Packing for Utah and Website Updates

28 May 2009

Packing
We have 0nce again dumped all our gear boxes on the floor and have gone through everything, packing and arranging, and amending our packing lists yet another time.  The Landcruiser is nearly packed up and readied, and Nicolai and I are both excited to go.  We will leave Monday morning for a couple of weeks, plus or minus, in the beautiful desert of southeast Utah.

Each trip holds something new for us, aside from the obvious experiences of exploring Utah and the canyons in general. As Nicolai grows we are able to do a little more, go a little further each time we head into the bush. On this trip Nicolai will do his first overnight backpack.  We actually have three possible overnights planned.  We’ll do one and see how it goes, and then make a call on the others.  Each can be as short as two or three miles one way, so it will be easy enough for him in terms of the walk.  And he will only be carrying his Camelbak with water and survival items.  I will carry his sleeping bag, pad, and most of his gear, adding 5 or so pounds to my ultralight pack.

The Itinerary
The three trips I have planned all have interesting things to see despite their short lengths. I picked three canyons with easy entrances- we’ll be entering right at the head of each one.  One hike is near Canyonlands south of Moab, the other two are in Grand Gulch. The hike near Canyonlands was chosen for its abundant wildlife- it has a large beaver pond not a mile down from the entrance, and it has some moki steps to ponder as well.  The two in Grand Gulch have prehistoric ruins, a cowboy camp, and rock art panels with archaic anthropomorphic figures as well as a few Kokopelli figures.  All three are well-worth visiting and perfect for the young explorer.

pho_bag

Our backpack version of Pho, packed and ready for testing in Utah.

Backpack Meals
Nicolai and I spent some time over the last couple of weeks making up more backpack meals, breakfasts and dinners mainly.  We also worked on a new recipe- a backpack version of Vietnamese Noodle Soup or Pho.  The recipe is up on the Single Pot Meals page at the Desert Explorer website. It is definitely a tasty meal, even though it may not be completely authentic.

Tracking and Bikepacking
For those that missed it, I have also added Tracking pages and begun a  Bikepacking page on the Desert Explorer website.  A couple of the tracking pages are re-posts from this blog.  One of the pages covers a brief morning of tracking after our final inch of snow this past April. That post is based on notes from our tracking journal and discusses tracking in the snow.

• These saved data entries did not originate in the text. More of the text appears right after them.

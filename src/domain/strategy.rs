//! DCA purchase cadences.

use crate::domain::error::DcaError;
use std::collections::HashSet;
use std::fmt;
use std::str::FromStr;

/// How often a fixed amount is invested.
#[derive(Debug, Clone, Copy, PartialEq, Eq, Hash)]
pub enum Strategy {
    Daily,
    Weekly,
    Monthly,
    Yearly,
}

impl Strategy {
    /// Every strategy, in the order results are reported.
    pub const ALL: [Strategy; 4] = [
        Strategy::Daily,
        Strategy::Weekly,
        Strategy::Monthly,
        Strategy::Yearly,
    ];

    pub fn name(&self) -> &'static str {
        match self {
            Strategy::Daily => "daily",
            Strategy::Weekly => "weekly",
            Strategy::Monthly => "monthly",
            Strategy::Yearly => "yearly",
        }
    }

    /// Human-readable label used in result lines, e.g. "DCA monthly".
    pub fn label(&self) -> &'static str {
        match self {
            Strategy::Daily => "DCA daily",
            Strategy::Weekly => "DCA weekly",
            Strategy::Monthly => "DCA monthly",
            Strategy::Yearly => "DCA yearly",
        }
    }
}

impl fmt::Display for Strategy {
    fn fmt(&self, f: &mut fmt::Formatter<'_>) -> fmt::Result {
        f.write_str(self.label())
    }
}

impl FromStr for Strategy {
    type Err = DcaError;

    fn from_str(s: &str) -> Result<Self, Self::Err> {
        match s.trim().to_lowercase().as_str() {
            "daily" => Ok(Strategy::Daily),
            "weekly" => Ok(Strategy::Weekly),
            "monthly" => Ok(Strategy::Monthly),
            "yearly" => Ok(Strategy::Yearly),
            _ => Err(DcaError::InvalidStrategy {
                name: s.trim().to_string(),
            }),
        }
    }
}

/// Parse a comma-separated strategy list such as `"daily, monthly"`.
///
/// Empty tokens and duplicates are rejected. The result keeps the canonical
/// [`Strategy::ALL`] order regardless of input order.
pub fn parse_strategies(input: &str) -> Result<Vec<Strategy>, DcaError> {
    let mut seen = HashSet::new();

    for token in input.split(',') {
        let strategy: Strategy = token.parse()?;
        if !seen.insert(strategy) {
            return Err(DcaError::InvalidStrategy {
                name: format!("{} (listed twice)", strategy.name()),
            });
        }
    }

    Ok(Strategy::ALL
        .into_iter()
        .filter(|s| seen.contains(s))
        .collect())
}

#[cfg(test)]
mod tests {
    use super::*;

    #[test]
    fn labels_match_report_format() {
        assert_eq!(Strategy::Daily.label(), "DCA daily");
        assert_eq!(Strategy::Yearly.to_string(), "DCA yearly");
    }

    #[test]
    fn from_str_is_case_insensitive() {
        assert_eq!("Weekly".parse::<Strategy>().unwrap(), Strategy::Weekly);
        assert_eq!(" MONTHLY ".parse::<Strategy>().unwrap(), Strategy::Monthly);
    }

    #[test]
    fn from_str_rejects_unknown() {
        let err = "hourly".parse::<Strategy>().unwrap_err();
        assert!(matches!(err, DcaError::InvalidStrategy { name } if name == "hourly"));
    }

    #[test]
    fn parse_strategies_keeps_canonical_order() {
        let parsed = parse_strategies("yearly,daily").unwrap();
        assert_eq!(parsed, vec![Strategy::Daily, Strategy::Yearly]);
    }

    #[test]
    fn parse_strategies_rejects_empty_token() {
        let err = parse_strategies("daily,,weekly").unwrap_err();
        assert!(matches!(err, DcaError::InvalidStrategy { name } if name.is_empty()));
    }

    #[test]
    fn parse_strategies_rejects_duplicates() {
        assert!(parse_strategies("daily,Daily").is_err());
    }

    #[test]
    fn name_round_trips_through_from_str() {
        for s in Strategy::ALL {
            assert_eq!(s.name().parse::<Strategy>().unwrap(), s);
        }
    }
}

The Bikepacking Page has been on my mind for some time, since last summer and my ride of the White Rim trail.  It gives a definition of bikepacking and outlines my packing list from the White Rim ride. I will update that page in the near future as my plans for a solo, ultralight ride of Kokpelli’s Trail become finalised. One of the goals of the present trip will be to recon cache sites for water resupplies on the second half of the Kokopelli’s ride, once I have left  Dewey Bridge and the Colorado River. There are no permanent water sources again until the very end of the ride.

From the Road
We will make every effort to make a quick post from either Moab or Monticello on the way south, then another from Bluff after we leave Cedar Mesa. We’ll be sure to include some photos from the adventure as it unfolds.


Canyoneering Lecture, Thoughts on Tracking

1 May 2009

Friday morning- I have time for a quick post. I went to the Boulder REI last night for a lecture on Canyoneering.  It was very informative, and mostly confirmed what I thought I knew about the “emerging sport”. It also answered a bunch of questions that I had.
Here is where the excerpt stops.